== Input ==
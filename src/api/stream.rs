//! Live-channel push scheduling.
//!
//! The `BroadcastHub` decides *when* something is pushed to live-channel
//! subscribers; the service decides *what*. With no subscribers the hub
//! does no work at all, not even advancing its timers.
//!
//! | Kind   | Cadence                           |
//! |--------|-----------------------------------|
//! | state  | every `state_interval_ms`         |
//! | health | every `health_interval_ms`        |
//! | log    | each tick, every new line         |
//! | ota    | immediately, per progress step    |

use crate::app::events::Envelope;
use crate::app::ports::Broadcaster;
use crate::config::GatewayConfig;
use crate::log_capture::Console;

/// Pushes due on this tick.
#[derive(Debug, Clone, Copy, Default, PartialEq, Eq)]
pub struct Due {
    pub state: bool,
    pub health: bool,
}

/// Push scheduler for the live channel.
pub struct BroadcastHub {
    state_interval_ms: u64,
    health_interval_ms: u64,
    last_state_ms: Option<u64>,
    last_health_ms: Option<u64>,
    /// Sequence id of the last log line pushed.
    log_cursor: u32,
    frames_sent: u32,
}

impl BroadcastHub {
    pub fn new(config: &GatewayConfig) -> Self {
        Self {
            state_interval_ms: config.state_interval_ms.max(100),
            health_interval_ms: config.health_interval_ms.max(100),
            last_state_ms: None,
            last_health_ms: None,
            log_cursor: 0,
            frames_sent: 0,
        }
    }

    /// Which periodic pushes are due at `now_ms`. Marks them as sent.
    pub fn poll(&mut self, now_ms: u64, subscribers: usize) -> Due {
        if subscribers == 0 {
            return Due::default();
        }
        Due {
            state: Self::take_due(&mut self.last_state_ms, self.state_interval_ms, now_ms),
            health: Self::take_due(&mut self.last_health_ms, self.health_interval_ms, now_ms),
        }
    }

    fn take_due(last: &mut Option<u64>, interval: u64, now_ms: u64) -> bool {
        let due = last.is_none_or(|t| now_ms.saturating_sub(t) >= interval);
        if due {
            *last = Some(now_ms);
        }
        due
    }

    /// Log lines finalised since the last flush, oldest first. Lines that
    /// were overwritten before they could be flushed are skipped.
    pub fn drain_logs(&mut self, console: &Console, subscribers: usize) -> Vec<String> {
        if subscribers == 0 {
            return Vec::new();
        }
        console.with(|ring| {
            let total = ring.total_count();
            let oldest_retained = total.saturating_sub(ring.line_count() as u32);
            let start = self.log_cursor.max(oldest_retained) + 1;
            self.log_cursor = total;
            (start..=total)
                .filter_map(|seq| ring.get_by_sequence(seq))
                .map(|l| l.text().into_owned())
                .collect()
        })
    }

    /// Serialise and send one envelope to every subscriber.
    pub fn publish(&mut self, transport: &mut dyn Broadcaster, envelope: &Envelope<'_>) {
        if transport.subscriber_count() == 0 {
            return;
        }
        match serde_json::to_string(envelope) {
            Ok(frame) => {
                transport.broadcast(&frame);
                self.frames_sent = self.frames_sent.wrapping_add(1);
            }
            Err(e) => log::warn!("broadcast serialisation failed: {e}"),
        }
    }

    /// Push update progress immediately.
    pub fn on_progress(&mut self, transport: &mut dyn Broadcaster, fraction: f32) {
        self.publish(
            transport,
            &Envelope::Ota {
                progress: fraction.clamp(0.0, 1.0),
            },
        );
    }

    pub fn frames_sent(&self) -> u32 {
        self.frames_sent
    }
}
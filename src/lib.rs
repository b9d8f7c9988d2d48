//! AstroPixels dome gateway library.
//!
//! The management and telemetry plane of the dome controller: captured
//! console, health diagnostics, write authorisation, allow-listed
//! preferences, actuator command forwarding, chunked firmware update and
//! the live channel. All ESP-IDF-specific code is guarded by
//! `#[cfg(target_os = "espidf")]` within each module.

#![deny(unused_must_use)]

pub mod api;
pub mod app;
pub mod config;
pub mod diagnostics;
pub mod error;
pub mod log_capture;
pub mod pins;
pub mod prefs;
pub mod safety;
pub mod scheduler;
pub mod telemetry;

// Concrete port implementations; target-specific parts are cfg-gated inside.
pub mod adapters;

== To do ==
Could you restate every entry verbatim, please?

== Expected answer ==
filename src/api/stream.rs
//! Live-channel push scheduling.
//!
//! The `BroadcastHub` decides *when* something is pushed to live-channel
//! subscribers; the service decides *what*. With no subscribers the hub
//! does no work at all, not even advancing its timers.
//!
//! | Kind   | Cadence                           |
//! |--------|-----------------------------------|
//! | state  | every `state_interval_ms`         |
//! | health | every `health_interval_ms`        |
//! | log    | each tick, every new line         |
//! | ota    | immediately, per progress step    |

use crate::app::events::Envelope;
use crate::app::ports::Broadcaster;
use crate::config::GatewayConfig;
use crate::log_capture::Console;

/// Pushes due on this tick.
#[derive(Debug, Clone, Copy, Default, PartialEq, Eq)]
pub struct Due {
    pub state: bool,
    pub health: bool,
}

/// Push scheduler for the live channel.
pub struct BroadcastHub {
    state_interval_ms: u64,
    health_interval_ms: u64,
    last_state_ms: Option<u64>,
    last_health_ms: Option<u64>,
    /// Sequence id of the last log line pushed.
    log_cursor: u32,
    frames_sent: u32,
}

impl BroadcastHub {
    pub fn new(config: &GatewayConfig) -> Self {
        Self {
            state_interval_ms: config.state_interval_ms.max(100),
            health_interval_ms: config.health_interval_ms.max(100),
            last_state_ms: None,
            last_health_ms: None,
            log_cursor: 0,
            frames_sent: 0,
        }
    }

    /// Which periodic pushes are due at `now_ms`. Marks them as sent.
    pub fn poll(&mut self, now_ms: u64, subscribers: usize) -> Due {
        if subscribers == 0 {
            return Due::default();
        }
        Due {
            state: Self::take_due(&mut self.last_state_ms, self.state_interval_ms, now_ms),
            health: Self::take_due(&mut self.last_health_ms, self.health_interval_ms, now_ms),
        }
    }

    fn take_due(last: &mut Option<u64>, interval: u64, now_ms: u64) -> bool {
        let due = last.is_none_or(|t| now_ms.saturating_sub(t) >= interval);
        if due {
            *last = Some(now_ms);
        }
        due
    }

    /// Log lines finalised since the last flush, oldest first. Lines that
    /// were overwritten before they could be flushed are skipped.
    pub fn drain_logs(&mut self, console: &Console, subscribers: usize) -> Vec<String> {
        if subscribers == 0 {
            return Vec::new();
        }
        console.with(|ring| {
            let total = ring.total_count();
            let oldest_retained = total.saturating_sub(ring.line_count() as u32);
            let start = self.log_cursor.max(oldest_retained) + 1;
            self.log_cursor = total;
            (start..=total)
                .filter_map(|seq| ring.get_by_sequence(seq))
                .map(|l| l.text().into_owned())
                .collect()
        })
    }

    /// Serialise and send one envelope to every subscriber.
    pub fn publish(&mut self, transport: &mut dyn Broadcaster, envelope: &Envelope<'_>) {
        if transport.subscriber_count() == 0 {
            return;
        }
        match serde_json::to_string(envelope) {
            Ok(frame) => {
                transport.broadcast(&frame);
                self.frames_sent = self.frames_sent.wrapping_add(1);
            }
            Err(e) => log::warn!("broadcast serialisation failed: {e}"),
        }
    }

    /// Push update progress immediately.
    pub fn on_progress(&mut self, transport: &mut dyn Broadcaster, fraction: f32) {
        self.publish(
            transport,
            &Envelope::Ota {
                progress: fraction.clamp(0.0, 1.0),
            },
        );
    }

    pub fn frames_sent(&self) -> u32 {
        self.frames_sent
    }
}
filename src/lib.rs
repository b9d8f7c9988d2d48
//! AstroPixels dome gateway library.
//!
//! The management and telemetry plane of the dome controller: captured
//! console, health diagnostics, write authorisation, allow-listed
//! preferences, actuator command forwarding, chunked firmware update and
//! the live channel. All ESP-IDF-specific code is guarded by
//! `#[cfg(target_os = "espidf")]` within each module.

#![deny(unused_must_use)]

pub mod api;
pub mod app;
pub mod config;
pub mod diagnostics;
pub mod error;
pub mod log_capture;
pub mod pins;
pub mod prefs;
pub mod safety;
pub mod scheduler;
pub mod telemetry;

// Concrete port implementations; target-specific parts are cfg-gated inside.
pub mod adapters;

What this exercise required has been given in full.